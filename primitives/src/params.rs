//! Consensus cost parameters.
//!
//! `CostParams` bundles everything the accountant and the validator boundary
//! need for one protocol version. Defaults match the current network
//! constants; a node that follows a different version loads its own values.

use crate::cost_table::CostTable;
use crate::types::{Cost, COST_PER_BYTE, MAX_BLOCK_COST};

/// What to do when cost arithmetic exceeds `u64::MAX`.
///
/// Every node on a network must use the same policy.
#[derive(Debug, Clone, Copy, PartialEq, Eq, Hash, Default)]
#[derive(serde::Serialize, serde::Deserialize)]
#[serde(rename_all = "snake_case")]
pub enum OverflowPolicy {
    /// Clamp every intermediate and the final value to `u64::MAX`.
    Saturate,
    /// Fail with `CostError::Overflow`.
    #[default]
    Reject,
}

/// Cost configuration for one protocol version.
#[derive(Debug, Clone, PartialEq, Eq)]
#[derive(serde::Serialize, serde::Deserialize)]
#[serde(default)]
pub struct CostParams {
    /// Cost per byte of the serialized program.
    pub cost_per_byte: Cost,
    /// Ceiling a block or bundle's total cost may not exceed.
    pub max_block_cost: Cost,
    /// Per-opcode condition costs.
    pub cost_table: CostTable,
    /// Overflow handling for cost arithmetic.
    pub overflow: OverflowPolicy,
}

impl Default for CostParams {
    fn default() -> Self {
        Self {
            cost_per_byte: COST_PER_BYTE,
            max_block_cost: MAX_BLOCK_COST,
            cost_table: CostTable::current(),
            overflow: OverflowPolicy::Reject,
        }
    }
}

#[cfg(feature = "std")]
impl CostParams {
    /// Load parameters from JSON. Missing fields take their defaults.
    pub fn from_json(json: &str) -> crate::error::CostResult<Self> {
        serde_json::from_str(json).map_err(|e| crate::error::CostError::Config(e.to_string()))
    }
}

- - - -

_PROMPT:_ For every line in the data above that holds "impl", return the line itself.

_REPLY:_
impl Default for CostParams {
impl CostParams {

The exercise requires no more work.